これまでベトナムで大事なものを忘れたことが数回ありますが、その中でもショックだったのは、買ったばかりのアイフォンをタクシーの中に置き忘れたこと。12区のお客さんからの帰りで、タクシーを降りてすぐに気が付きました。タクシーのレシートを元に弊社スタッフがタクシー会社に連絡したところ、運転手にすぐに連絡が取れました。しかし、見つからないとのそっけない返事。降りてから10分くらいだったのですが……。
もう一件も同じ会社のタクシーです。タクシーカードを出した後、シートに財布を置いたままにしていました。同じようにして運転手に連絡すると、「今はほかのお客さんがいるので、1時間後に降ろした場所に戻って返します」とのこと。本当か、大丈夫かと、疑心暗鬼で心が暗くなりました。

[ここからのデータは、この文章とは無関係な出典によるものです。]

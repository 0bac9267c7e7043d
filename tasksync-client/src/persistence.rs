//! Durable copy of the task cache between sessions.
//!
//! The cache is written as one JSON snapshot under a single key. Dates are
//! stored as RFC 3339 text and parsed back into [`TaskDate`] values on load,
//! before any caller sees the tasks.
//!
//! [`TaskDate`]: tasksync_core::TaskDate

use crate::errors::{ClientError, ClientResult};
use crate::queries::Queries;
use async_trait::async_trait;
use serde::{Deserialize, Serialize};
use sqlx::{sqlite::SqlitePoolOptions, Row, SqlitePool};
use tasksync_core::{SyncError, Task};
use tokio::sync::Mutex;

/// Key the task snapshot is stored under.
pub const STORAGE_KEY: &str = "task-storage";

const SNAPSHOT_VERSION: u32 = 0;

#[async_trait]
pub trait TaskPersistence: Send + Sync {
    /// `Ok(None)` when nothing has been saved yet.
    async fn load(&self) -> ClientResult<Option<Vec<Task>>>;

    async fn save(&self, tasks: &[Task]) -> ClientResult<()>;
}

#[derive(Serialize)]
struct SnapshotRef<'a> {
    state: SnapshotStateRef<'a>,
    version: u32,
}

#[derive(Serialize)]
struct SnapshotStateRef<'a> {
    tasks: &'a [Task],
}

#[derive(Deserialize)]
struct Snapshot {
    state: SnapshotState,
    #[serde(default)]
    version: u32,
}

#[derive(Deserialize)]
struct SnapshotState {
    #[serde(default)]
    tasks: Vec<Task>,
}

pub fn encode_snapshot(tasks: &[Task]) -> ClientResult<String> {
    let snapshot = SnapshotRef {
        state: SnapshotStateRef { tasks },
        version: SNAPSHOT_VERSION,
    };
    Ok(serde_json::to_string(&snapshot)?)
}

pub fn decode_snapshot(text: &str) -> ClientResult<Vec<Task>> {
    let snapshot: Snapshot = serde_json::from_str(text)?;
    if snapshot.version > SNAPSHOT_VERSION {
        return Err(SyncError::Serialization(format!(
            "unsupported snapshot version {}",
            snapshot.version
        ))
        .into());
    }
    Ok(snapshot.state.tasks)
}

/// Snapshot store backed by a SQLite database.
pub struct SqlitePersistence {
    pub pool: SqlitePool,
    key: String,
}

impl SqlitePersistence {
    /// Opens (creating if the URL allows it) the database and applies
    /// migrations.
    pub async fn new(database_url: &str) -> ClientResult<Self> {
        // One connection: an in-memory database is private to its connection.
        let pool = SqlitePoolOptions::new()
            .max_connections(1)
            .connect(database_url)
            .await?;

        let persistence = Self {
            pool,
            key: STORAGE_KEY.to_string(),
        };
        persistence.run_migrations().await?;
        Ok(persistence)
    }

    pub async fn run_migrations(&self) -> ClientResult<()> {
        sqlx::migrate!("./migrations").run(&self.pool).await?;
        Ok(())
    }

    /// Drops the saved snapshot; the next load reports a first run.
    pub async fn clear(&self) -> ClientResult<()> {
        sqlx::query(Queries::DELETE_VALUE)
            .bind(&self.key)
            .execute(&self.pool)
            .await?;
        tracing::info!("DATABASE: cleared {}", self.key);
        Ok(())
    }
}

#[async_trait]
impl TaskPersistence for SqlitePersistence {
    async fn load(&self) -> ClientResult<Option<Vec<Task>>> {
        let row = sqlx::query(Queries::GET_VALUE)
            .bind(&self.key)
            .fetch_optional(&self.pool)
            .await?;

        let Some(row) = row else {
            tracing::info!("DATABASE: no saved {}, starting empty", self.key);
            return Ok(None);
        };

        let text: String = row.try_get("value")?;
        let tasks = decode_snapshot(&text)?;
        tracing::info!("DATABASE: loaded {} tasks", tasks.len());
        Ok(Some(tasks))
    }

    async fn save(&self, tasks: &[Task]) -> ClientResult<()> {
        let text = encode_snapshot(tasks)?;

        sqlx::query(Queries::UPSERT_VALUE)
            .bind(&self.key)
            .bind(text)
            .bind(chrono::Utc::now())
            .execute(&self.pool)
            .await?;

        tracing::debug!("DATABASE: saved {} tasks", tasks.len());
        Ok(())
    }
}

/// Keeps the encoded snapshot in memory. Encoding and decoding still run,
/// so it behaves like the SQLite store minus the file.
#[derive(Default)]
pub struct MemoryPersistence {
    snapshot: Mutex<Option<String>>,
}

impl MemoryPersistence {
    pub fn new() -> Self {
        Self::default()
    }

    pub fn with_snapshot(text: impl Into<String>) -> Self {
        Self {
            snapshot: Mutex::new(Some(text.into())),
        }
    }

    /// The last saved snapshot text, if any.
    pub async fn snapshot(&self) -> Option<String> {
        self.snapshot.lock().await.clone()
    }
}

#[async_trait]
impl TaskPersistence for MemoryPersistence {
    async fn load(&self) -> ClientResult<Option<Vec<Task>>> {
        match self.snapshot.lock().await.as_deref() {
            Some(text) => decode_snapshot(text).map(Some),
            None => Ok(None),
        }
    }

    async fn save(&self, tasks: &[Task]) -> ClientResult<()> {
        *self.snapshot.lock().await = Some(encode_snapshot(tasks)?);
        Ok(())
    }
}

/// Whether a load error means the stored snapshot is unreadable, as opposed
/// to the store itself being unavailable.
pub(crate) fn is_corrupt_snapshot(error: &ClientError) -> bool {
    matches!(
        error,
        ClientError::Serialization(_) | ClientError::Sync(SyncError::Serialization(_))
    )
}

降車場所に戻ってしばらくすると、運転手から到着したとの電話。タクシーを見つけて声をかけると、あっさりと財布を返してくれました。中身は変わっていない様子です。あまりに感激したので、財布にあった高額の紙幣をお礼として全て渡しました。まあ、財布の中には100万VNDくらいしかなかったのですが……。
正直者の運転手には金の斧だったかもしれませんが、逆に私は運転手から高価なギフトを貰った気持になりました。